Der Furka-Basistunnel
Der 15,4 km lange Furka-Basistunnel verbindet die Orte Oberwald im Kanton Wallis und Realp im Kanton Uri. Mit seiner Eröffnung wurde es möglich, die Bahnstrecke der heutigen Matterhorn Gotthard Bahn zwischen Disentis und Zermatt ganzjährig zu betreiben. Denn die Furka-Bergstrecke, die durch den Furka-Scheiteltunnel führt, ist im Winter wegen der grossen Schneemassen gesperrt. Beidseitig des Furka-Basistunnels befinden sich Autoverladestationen, dank derer der Tunnel auch Autofahrern zur Verfügung steht. Zudem wird die Strecke vom berühmten Glacier-Express befahren.

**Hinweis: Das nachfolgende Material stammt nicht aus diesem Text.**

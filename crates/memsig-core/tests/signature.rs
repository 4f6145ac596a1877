//! Tests for signature decoding and scanning

use memsig_core::error::ErrorKind;
use memsig_core::signature::{Signature, MAX_SIGNATURE_LEN};

#[test]
fn test_noclip_signature()
{
    let sig: Signature = "F6 47 3B 02 ?? 3E 8D 83 83 C1 FF FF".parse().unwrap();
    assert_eq!(sig.len(), 12);
    assert_eq!(sig.bytes()[..4], [0xF6, 0x47, 0x3B, 0x02]);
    assert_eq!(sig.mask()[4], 0x00);
    assert!(sig.mask().iter().enumerate().all(|(i, &m)| i == 4 || m == 0xFF));

    let memory = [0xF6, 0x47, 0x3B, 0x02, 0x12, 0x3E, 0x8D, 0x83, 0x83, 0xC1, 0xFF, 0xFF];
    assert!(sig.matches(&memory));
}

#[test]
fn test_nibble_wildcards()
{
    let low = Signature::parse("?3").unwrap();
    assert!(low.matches(&[0x03]));
    assert!(low.matches(&[0xF3]));
    assert!(!low.matches(&[0x34]));

    let high = Signature::parse("A?").unwrap();
    assert!(high.matches(&[0xA0]));
    assert!(high.matches(&[0xAF]));
    assert!(!high.matches(&[0xBA]));
}

#[test]
fn test_single_character_tokens()
{
    // A single hex digit is the low nibble with a zero high nibble.
    let digit = Signature::parse("7").unwrap();
    assert_eq!((digit.bytes()[0], digit.mask()[0]), (0x07, 0xFF));

    // A lone `?` only frees the low nibble.
    let lone = Signature::parse("?").unwrap();
    assert_eq!((lone.bytes()[0], lone.mask()[0]), (0x00, 0xF0));
    assert!(!lone.matches(&[0x74]));
}

#[test]
fn test_short_data_does_not_match()
{
    let sig = Signature::parse("90 90").unwrap();
    assert!(!sig.matches(&[0x90]));
}

#[test]
fn test_errors()
{
    assert_eq!(Signature::parse("").unwrap_err().kind(), ErrorKind::Logic);
    assert_eq!(Signature::parse("F6 G7").unwrap_err().kind(), ErrorKind::Parse);
    assert_eq!(Signature::parse("F6 ???").unwrap_err().kind(), ErrorKind::Parse);
    assert_eq!(
        Signature::exact(&vec![0u8; MAX_SIGNATURE_LEN]).unwrap_err().kind(),
        ErrorKind::Logic
    );
}

#[test]
fn test_display_is_canonical()
{
    let sig = Signature::parse("f6 47 ?? a? ?3").unwrap();
    assert_eq!(sig.to_string(), "F6 47 ?? A? ?3");
    assert_eq!(sig.to_string().parse::<Signature>().unwrap(), sig);
}
//! # Signatures
//!
//! Byte patterns with per-nibble wildcards.
//!
//! A pattern is a whitespace-separated list of tokens, one per byte. Each
//! token has one or two characters, each a hex digit or `?`:
//!
//! | Token | Byte   | Mask   | Matches                                 |
//! |-------|--------|--------|-----------------------------------------|
//! | `4F`  | `0x4F` | `0xFF` | exactly `0x4F`                          |
//! | `?3`  | `0x03` | `0x0F` | any byte whose low nibble is 3          |
//! | `A?`  | `0xA0` | `0xF0` | any byte whose high nibble is A         |
//! | `??`  | `0x00` | `0x00` | any byte                                |
//! | `7`   | `0x07` | `0xFF` | exactly `0x07`                          |
//! | `?`   | `0x00` | `0xF0` | any byte whose high nibble is 0         |
//!
//! A lone `?` is *not* a full wildcard: it keeps the high nibble fixed at 0
//! and frees only the low nibble. Existing patterns depend on this, so it is
//! kept as-is; write `??` for "any byte".

use std::fmt;
use std::str::FromStr;

use crate::error::{MemError, Result};

/// Signatures must be shorter than this many bytes.
pub const MAX_SIGNATURE_LEN: usize = 4096;

/// A decoded signature: parallel expected-value and mask arrays
///
/// A byte `b` at position `i` matches when `b & mask[i] == bytes[i]`.
///
/// ## Example
///
/// ```rust
/// use memsig_core::signature::Signature;
///
/// let sig: Signature = "F6 47 3B 02 ?? 3E".parse()?;
/// assert_eq!(sig.len(), 6);
/// assert_eq!(sig.bytes()[4], 0x00);
/// assert_eq!(sig.mask()[4], 0x00);
/// assert!(sig.matches(&[0xF6, 0x47, 0x3B, 0x02, 0x74, 0x3E]));
/// # Ok::<(), memsig_core::error::MemError>(())
/// ```
#[derive(Debug, Clone, PartialEq, Eq, Hash)]
pub struct Signature
{
    bytes: Vec<u8>,
    mask: Vec<u8>,
}

impl Signature
{
    /// Decode a textual pattern
    ///
    /// ## Errors
    ///
    /// - `Parse`: a token is longer than two characters or contains a
    ///   character other than a hex digit or `?`
    /// - `Logic`: the pattern is empty, or decodes to [`MAX_SIGNATURE_LEN`]
    ///   bytes or more
    pub fn parse(pattern: &str) -> Result<Self>
    {
        let tokens = pattern.split_whitespace();
        let capacity = tokens.clone().count();
        let mut bytes = Vec::with_capacity(capacity);
        let mut mask = Vec::with_capacity(capacity);

        for token in tokens {
            let (byte, bits) = decode_token(token)?;
            bytes.push(byte);
            mask.push(bits);
        }

        Self::from_parts(bytes, mask)
    }

    /// Build a signature from already decoded arrays
    ///
    /// Expected bytes are normalised with `bytes[i] & mask[i]` so that
    /// masked-out bits never prevent a match.
    ///
    /// ## Errors
    ///
    /// - `Logic`: the arrays differ in length, are empty, or are
    ///   [`MAX_SIGNATURE_LEN`] bytes or longer
    pub fn from_parts(bytes: Vec<u8>, mask: Vec<u8>) -> Result<Self>
    {
        if bytes.len() != mask.len() {
            return Err(MemError::Logic(format!(
                "Signature bytes and mask differ in length ({} != {})",
                bytes.len(),
                mask.len()
            )));
        }
        if bytes.is_empty() {
            return Err(MemError::Logic("Signature pattern is empty".to_string()));
        }
        if bytes.len() >= MAX_SIGNATURE_LEN {
            return Err(MemError::Logic(format!(
                "Signature cannot be longer than {MAX_SIGNATURE_LEN} bytes (got {})",
                bytes.len()
            )));
        }

        let bytes = bytes.iter().zip(&mask).map(|(byte, bits)| byte & bits).collect();
        Ok(Self { bytes, mask })
    }

    /// Build an exact-match signature (every mask byte `0xFF`)
    ///
    /// ## Errors
    ///
    /// Same length rules as [`from_parts`](Self::from_parts).
    pub fn exact(bytes: &[u8]) -> Result<Self>
    {
        Self::from_parts(bytes.to_vec(), vec![0xFF; bytes.len()])
    }

    /// Number of bytes the signature spans
    pub fn len(&self) -> usize
    {
        self.bytes.len()
    }

    /// Always `false`: empty signatures are rejected at construction
    pub fn is_empty(&self) -> bool
    {
        self.bytes.is_empty()
    }

    /// Expected byte values (masked)
    pub fn bytes(&self) -> &[u8]
    {
        &self.bytes
    }

    /// Per-byte masks of the bits that must match
    pub fn mask(&self) -> &[u8]
    {
        &self.mask
    }

    /// Whether `byte` matches position `index`
    #[inline]
    pub fn matches_at(&self, index: usize, byte: u8) -> bool
    {
        byte & self.mask[index] == self.bytes[index]
    }

    /// Whether `data` starts with a match for the whole signature
    pub fn matches(&self, data: &[u8]) -> bool
    {
        data.len() >= self.len() && data.iter().enumerate().take(self.len()).all(|(i, &b)| self.matches_at(i, b))
    }
}

impl FromStr for Signature
{
    type Err = MemError;

    fn from_str(s: &str) -> Result<Self>
    {
        Signature::parse(s)
    }
}

impl fmt::Display for Signature
{
    fn fmt(&self, f: &mut fmt::Formatter<'_>) -> fmt::Result
    {
        for (i, (&byte, &mask)) in self.bytes.iter().zip(&self.mask).enumerate() {
            if i > 0 {
                f.write_str(" ")?;
            }
            let high = if mask & 0xF0 == 0xF0 { hex_digit(byte >> 4) } else { '?' };
            let low = if mask & 0x0F == 0x0F { hex_digit(byte & 0x0F) } else { '?' };
            write!(f, "{high}{low}")?;
        }
        Ok(())
    }
}

/// Decode one token into `(byte, mask)`.
fn decode_token(token: &str) -> Result<(u8, u8)>
{
    let chars: Vec<char> = token.chars().collect();
    let (high, low) = match chars.as_slice() {
        // A lone `?` keeps its high nibble fixed at zero.
        ['?'] => ('0', '?'),
        [c] => ('0', *c),
        [c1, c2] => (*c1, *c2),
        _ => {
            return Err(MemError::parse(token, "signature tokens are one or two characters"));
        }
    };

    let mut byte = 0u8;
    let mut mask = 0xFFu8;

    match nibble(high, token)? {
        Some(value) => byte |= value << 4,
        None => mask &= 0x0F,
    }
    match nibble(low, token)? {
        Some(value) => byte |= value,
        None => mask &= 0xF0,
    }

    Ok((byte, mask))
}

/// `Some(value)` for a hex digit, `None` for a wildcard.
fn nibble(c: char, token: &str) -> Result<Option<u8>>
{
    if c == '?' {
        return Ok(None);
    }
    c.to_digit(16)
        .and_then(|value| u8::try_from(value).ok())
        .map(Some)
        .ok_or_else(|| MemError::parse(token, format!("'{c}' is not a hex digit or '?'")))
}

fn hex_digit(value: u8) -> char
{
    char::from_digit(u32::from(value & 0x0F), 16).map_or('0', |c| c.to_ascii_uppercase())
}

#[cfg(test)]
mod tests
{
    use super::*;
    use crate::error::ErrorKind;

    fn single(token: &str) -> (u8, u8)
    {
        let sig = Signature::parse(token).unwrap();
        (sig.bytes()[0], sig.mask()[0])
    }

    #[test]
    fn test_token_table()
    {
        assert_eq!(single("00"), (0x00, 0xFF));
        assert_eq!(single("?3"), (0x03, 0x0F));
        assert_eq!(single("A?"), (0xA0, 0xF0));
        assert_eq!(single("??"), (0x00, 0x00));
        assert_eq!(single("?"), (0x00, 0xF0));
        assert_eq!(single("7"), (0x07, 0xFF));
        assert_eq!(single("ff"), (0xFF, 0xFF));
    }

    #[test]
    fn test_lone_question_mark_fixes_high_nibble()
    {
        let sig = Signature::parse("?").unwrap();
        assert!(sig.matches(&[0x00]));
        assert!(sig.matches(&[0x0F]));
        assert!(!sig.matches(&[0x10]));
        assert!(!sig.matches(&[0xF0]));
    }

    #[test]
    fn test_mixed_whitespace()
    {
        let sig = Signature::parse("  F6\t47\n3B  02 ").unwrap();
        assert_eq!(sig.bytes(), &[0xF6, 0x47, 0x3B, 0x02]);
        assert_eq!(sig.mask(), &[0xFF; 4]);
    }

    #[test]
    fn test_malformed_tokens()
    {
        let err = Signature::parse("F6 4G").unwrap_err();
        assert_eq!(err.kind(), ErrorKind::Parse);
        assert!(err.to_string().contains("4G"));

        let err = Signature::parse("F6 123").unwrap_err();
        assert_eq!(err.kind(), ErrorKind::Parse);
    }

    #[test]
    fn test_length_limits()
    {
        assert_eq!(Signature::parse("").unwrap_err().kind(), ErrorKind::Logic);
        assert_eq!(Signature::parse("   ").unwrap_err().kind(), ErrorKind::Logic);

        let longest = vec!["??"; MAX_SIGNATURE_LEN - 1].join(" ");
        assert_eq!(Signature::parse(&longest).unwrap().len(), MAX_SIGNATURE_LEN - 1);

        let too_long = vec!["??"; MAX_SIGNATURE_LEN].join(" ");
        assert_eq!(Signature::parse(&too_long).unwrap_err().kind(), ErrorKind::Logic);
    }

    #[test]
    fn test_from_parts_normalises_bytes()
    {
        let sig = Signature::from_parts(vec![0xAB], vec![0xF0]).unwrap();
        assert_eq!(sig.bytes(), &[0xA0]);
        assert!(Signature::from_parts(vec![0x00, 0x01], vec![0xFF]).is_err());
    }

    #[test]
    fn test_display()
    {
        let sig = Signature::parse("F6 ?3 a? ?? 7 ?").unwrap();
        assert_eq!(sig.to_string(), "F6 ?3 A? ?? 07 0?");
    }
}
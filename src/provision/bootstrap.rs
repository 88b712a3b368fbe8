//! First-boot bootstrap — payload generation and local application.
//!
//! The generated script runs once as the instance's startup payload:
//! packages, application directory, virtual environment, dependencies,
//! log and env files, runner permissions, cron registration. Each step
//! is fail-fast; re-running converges because every step is guarded.

use super::cron;
use crate::core::types::LanzarConfig;
use crate::core::venv;
use crate::exec;

/// One bootstrap step.
pub struct BootstrapStep {
    pub name: &'static str,
    pub action: StepAction,
}

/// How a step is carried out.
pub enum StepAction {
    /// A shell snippet, embedded in the payload and executed via bash locally.
    Shell(String),
    /// Cron registration: shell idiom in the payload, native merge locally.
    CronRegistration,
}

/// The ordered bootstrap steps for a configuration.
pub fn steps(config: &LanzarConfig) -> Vec<BootstrapStep> {
    let app = &config.app;
    let dir = &app.dir;
    let log = &config.log_path;
    let venv_dir = venv::venv_dir(app);
    let pip = venv::pip_bin(app);

    vec![
        BootstrapStep {
            name: "system packages",
            action: StepAction::Shell(
                "apt-get update -qq\n\
                 apt-get upgrade -y -qq\n\
                 apt-get install -y -qq python3 python3-pip python3-venv build-essential"
                    .to_string(),
            ),
        },
        BootstrapStep {
            name: "application directory",
            action: StepAction::Shell(format!("mkdir -p '{}'", dir)),
        },
        BootstrapStep {
            name: "virtual environment",
            action: StepAction::Shell(format!(
                "if [ ! -d '{venv}' ]; then\n  {python} -m venv '{venv}'\nfi",
                venv = venv_dir.display(),
                python = app.python
            )),
        },
        BootstrapStep {
            name: "log file",
            action: StepAction::Shell(format!("touch '{log}'\nchmod 0666 '{log}'")),
        },
        BootstrapStep {
            name: "dependencies",
            // The manifest is placed by a separate upload step; its absence
            // must not block the remaining bootstrap
            action: StepAction::Shell(format!(
                "if [ -f '{dir}/{req}' ]; then\n\
                 \x20 '{pip}' install -q -r '{dir}/{req}'\n\
                 else\n\
                 \x20 echo \"[$(date -u +%FT%TZ)] WARNING: {dir}/{req} not found, skipping dependency install\" >> '{log}'\n\
                 fi",
                req = app.requirements,
                pip = pip.display()
            )),
        },
        BootstrapStep {
            name: "env file",
            action: StepAction::Shell(format!(
                "if [ ! -f '{dir}/{env}' ]; then\n\
                 \x20 touch '{dir}/{env}'\n\
                 \x20 chmod 0600 '{dir}/{env}'\n\
                 fi",
                env = app.env_file
            )),
        },
        BootstrapStep {
            name: "runner binary",
            action: StepAction::Shell(format!(
                "if [ -f '{bin}' ]; then\n  chmod 0755 '{bin}'\nfi",
                bin = app.runner_bin
            )),
        },
        BootstrapStep {
            name: "cron registration",
            action: StepAction::CronRegistration,
        },
        BootstrapStep {
            name: "completion marker",
            action: StepAction::Shell(format!(
                "echo \"[$(date -u +%FT%TZ)] bootstrap complete\" >> '{log}'"
            )),
        },
    ]
}

/// Render the full first-boot payload for the instance metadata.
pub fn startup_script(config: &LanzarConfig) -> String {
    let mut script = String::from(
        "#!/bin/bash\nset -euo pipefail\nexport DEBIAN_FRONTEND=noninteractive\n",
    );
    for step in steps(config) {
        script.push('\n');
        script.push_str("# ");
        script.push_str(step.name);
        script.push('\n');
        match step.action {
            StepAction::Shell(snippet) => script.push_str(&snippet),
            StepAction::CronRegistration => {
                script.push_str(&cron::registration_snippet(config))
            }
        }
        script.push('\n');
    }
    script
}

/// Apply the bootstrap steps on the local host — the manual-remediation
/// path after a failed first boot or a late file upload.
pub fn apply_local(config: &LanzarConfig) -> Result<(), String> {
    for step in steps(config) {
        println!("bootstrap: {}", step.name);
        match step.action {
            StepAction::Shell(snippet) => {
                let out = exec::exec_script(&format!("set -euo pipefail\n{}", snippet))?;
                if !out.success() {
                    return Err(format!(
                        "bootstrap step '{}' failed (exit {}): {}",
                        step.name,
                        out.exit_code,
                        out.stderr.trim()
                    ));
                }
            }
            StepAction::CronRegistration => cron::install_local(config)?,
        }
    }
    Ok(())
}
//! Lanzar CLI entry point.

use clap::Parser;

fn main() {
    let cli = lanzar::cli::Cli::parse();
    match lanzar::cli::dispatch(cli.command) {
        Ok(code) => std::process::exit(code),
        Err(e) => {
            eprintln!("error: {}", e);
            std::process::exit(1);
        }
    }
}
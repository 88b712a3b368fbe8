//! VM deployment driver — idempotent delete-then-create provisioning.
//!
//! Deletion completion is confirmed by polling `describe` with bounded
//! exponential backoff rather than a fixed sleep. Any provisioning
//! command failure aborts the whole deploy; there is no rollback.

use super::bootstrap;
use crate::core::types::{Event, LanzarConfig, VmSpec};
use crate::exec::{self, ExecOutput};
use crate::runlog;
use std::io::Write;
use std::path::Path;
use std::time::{Duration, Instant};

/// Options for one deploy invocation.
pub struct DeployOptions<'a> {
    pub config: &'a LanzarConfig,
    pub state_dir: &'a Path,
    pub dry_run: bool,
}

/// Provision the instance described by the config.
pub fn deploy(opts: &DeployOptions) -> Result<(), String> {
    let vm = &opts.config.vm;

    if opts.dry_run {
        let args = create_args(vm, "startup-script=<generated payload>");
        println!("Would run: {} {}", vm.gcloud, args.join(" "));
        return Ok(());
    }

    let start = Instant::now();
    let run_id = runlog::generate_run_id();
    let _ = runlog::append_event(
        opts.state_dir,
        Event::DeployStarted {
            instance: vm.instance.clone(),
            run_id: run_id.clone(),
            lanzar_version: env!("CARGO_PKG_VERSION").to_string(),
        },
    );

    gcloud(vm, &["config", "set", "project", &vm.project])?;

    if instance_exists(vm)? {
        println!("Instance {} already exists, deleting...", vm.instance);
        let delete_start = Instant::now();
        gcloud(
            vm,
            &[
                "compute",
                "instances",
                "delete",
                &vm.instance,
                "--zone",
                &vm.zone,
                "--quiet",
            ],
        )?;
        wait_for_deletion(vm)?;
        let _ = runlog::append_event(
            opts.state_dir,
            Event::InstanceDeleted {
                instance: vm.instance.clone(),
                wait_seconds: delete_start.elapsed().as_secs_f64(),
            },
        );
    }

    // The payload file must outlive the create call
    let mut payload = tempfile::NamedTempFile::new()
        .map_err(|e| format!("cannot create payload temp file: {}", e))?;
    payload
        .write_all(bootstrap::startup_script(opts.config).as_bytes())
        .map_err(|e| format!("cannot write payload: {}", e))?;

    let metadata = format!("startup-script={}", payload.path().display());
    let args = create_args(vm, &metadata);
    let arg_refs: Vec<&str> = args.iter().map(String::as_str).collect();
    gcloud(vm, &arg_refs)?;

    let _ = runlog::append_event(
        opts.state_dir,
        Event::InstanceCreated {
            instance: vm.instance.clone(),
            zone: vm.zone.clone(),
            machine_type: vm.machine_type.clone(),
        },
    );
    let _ = runlog::append_event(
        opts.state_dir,
        Event::DeployCompleted {
            instance: vm.instance.clone(),
            run_id,
            total_seconds: start.elapsed().as_secs_f64(),
        },
    );

    print_next_steps(opts.config);
    Ok(())
}

/// Run a provisioning command, failing on non-zero exit.
fn gcloud(vm: &VmSpec, args: &[&str]) -> Result<ExecOutput, String> {
    let out = exec::run_command(&vm.gcloud, args)?;
    if !out.success() {
        return Err(format!(
            "{} {} failed (exit {}): {}",
            vm.gcloud,
            args.join(" "),
            out.exit_code,
            out.stderr.trim()
        ));
    }
    Ok(out)
}

/// Does the instance currently exist? `describe` exits non-zero when not.
fn instance_exists(vm: &VmSpec) -> Result<bool, String> {
    let out = exec::run_command(
        &vm.gcloud,
        &[
            "compute",
            "instances",
            "describe",
            &vm.instance,
            "--zone",
            &vm.zone,
            "--format",
            "value(name)",
        ],
    )?;
    Ok(out.success())
}

/// Poll until the deletion has completed, doubling the delay each attempt.
fn wait_for_deletion(vm: &VmSpec) -> Result<(), String> {
    let poll = &vm.deletion_poll;
    let mut delay = Duration::from_millis(poll.initial_delay_ms);

    for attempt in 1..=poll.max_attempts {
        std::thread::sleep(delay);
        if !instance_exists(vm)? {
            return Ok(());
        }
        eprintln!(
            "instance {} still present (attempt {}/{})",
            vm.instance, attempt, poll.max_attempts
        );
        delay = delay.saturating_mul(2);
    }

    Err(format!(
        "instance {} still present after {} poll attempts",
        vm.instance, poll.max_attempts
    ))
}

fn create_args(vm: &VmSpec, metadata: &str) -> Vec<String> {
    [
        "compute",
        "instances",
        "create",
        vm.instance.as_str(),
        "--zone",
        vm.zone.as_str(),
        "--machine-type",
        vm.machine_type.as_str(),
        "--image-family",
        vm.image_family.as_str(),
        "--image-project",
        vm.image_project.as_str(),
        "--boot-disk-size",
        vm.boot_disk_size.as_str(),
        "--boot-disk-type",
        vm.boot_disk_type.as_str(),
        "--scopes",
        vm.scopes.as_str(),
        "--metadata-from-file",
        metadata,
    ]
    .iter()
    .map(|s| s.to_string())
    .collect()
}

fn print_next_steps(config: &LanzarConfig) {
    let vm = &config.vm;
    let app = &config.app;
    println!(
        "Instance {} created in {} (bootstrap runs at first boot).",
        vm.instance, vm.zone
    );
    println!();
    println!("Next steps:");
    println!("  1. Upload the runner binary:");
    println!(
        "       gcloud compute scp target/release/lanzar {}:{} --zone {}",
        vm.instance, app.runner_bin, vm.zone
    );
    println!("  2. Upload the application, manifest, and config:");
    println!(
        "       gcloud compute scp {} {} lanzar.yaml {}:{}/ --zone {}",
        app.entry, app.requirements, vm.instance, app.dir, vm.zone
    );
    println!(
        "  3. Populate {}/{} with API credentials (mode 0600).",
        app.dir, app.env_file
    );
    println!("  4. Re-run the bootstrap after uploading:");
    println!(
        "       gcloud compute ssh {} --zone {} --command 'sudo google_metadata_script_runner startup'",
        vm.instance, vm.zone
    );
}
//! Environment-file parsing.
//!
//! One `KEY=VALUE` assignment per line. Blank lines and lines beginning
//! with `#` are ignored, an optional `export ` prefix is stripped, and
//! matching surrounding quotes are removed from values. Later duplicates
//! override earlier ones; insertion order is preserved.

use indexmap::IndexMap;
use std::path::Path;

/// Load and parse an environment file.
pub fn load(path: &Path) -> Result<IndexMap<String, String>, String> {
    let content = std::fs::read_to_string(path)
        .map_err(|e| format!("cannot read env file {}: {}", path.display(), e))?;
    parse(&content)
}

/// Parse env-file content into an ordered map.
pub fn parse(content: &str) -> Result<IndexMap<String, String>, String> {
    let mut vars = IndexMap::new();

    for (idx, raw) in content.lines().enumerate() {
        let line = raw.trim();
        if line.is_empty() || line.starts_with('#') {
            continue;
        }

        let line = line.strip_prefix("export ").unwrap_or(line).trim_start();

        let (key, value) = line
            .split_once('=')
            .ok_or_else(|| format!("line {}: missing '=' in assignment", idx + 1))?;

        let key = key.trim();
        if !is_valid_key(key) {
            return Err(format!("line {}: invalid variable name \"{}\"", idx + 1, key));
        }

        vars.insert(key.to_string(), unquote(value.trim()).to_string());
    }

    Ok(vars)
}

fn is_valid_key(key: &str) -> bool {
    let mut chars = key.chars();
    match chars.next() {
        Some(c) if c.is_ascii_alphabetic() || c == '_' => {}
        _ => return false,
    }
    chars.all(|c| c.is_ascii_alphanumeric() || c == '_')
}

/// Strip one pair of matching surrounding quotes, if present.
fn unquote(value: &str) -> &str {
    let bytes = value.as_bytes();
    if bytes.len() >= 2 {
        let (first, last) = (bytes[0], bytes[bytes.len() - 1]);
        if first == last && (first == b'"' || first == b'\'') {
            return &value[1..value.len() - 1];
        }
    }
    value
}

Der Lösch- und Rettungszug
Der Rettungsdienst Furka-Basistunnel hat je einen Lösch- und Rettungszug (LRZ) bei den Tunnelportalen in Realp und Oberwald stationiert. Jeder Zug besteht aus drei Einheiten:
– Lösch- und Rettungsfahrzeug
– Sanitätswagen
– Personentransportfahrzeug
Das Lösch- und Rettungsfahrzeug und das Personentransportfahrzeug sind Zweiwegefahrzeuge. Sie können mit eigenem Antrieb sowohl auf Strassen als auch auf Schienen fahren. Der Sanitätswagen hat keinen eigenen Antrieb; er wird von den Zweiwegefahrzeugen gezogen beziehungsweise geschoben. Die nachstehende Grafik zeigt die beim Ausrücken zum Einsatz übliche Anordnung der drei Einheiten.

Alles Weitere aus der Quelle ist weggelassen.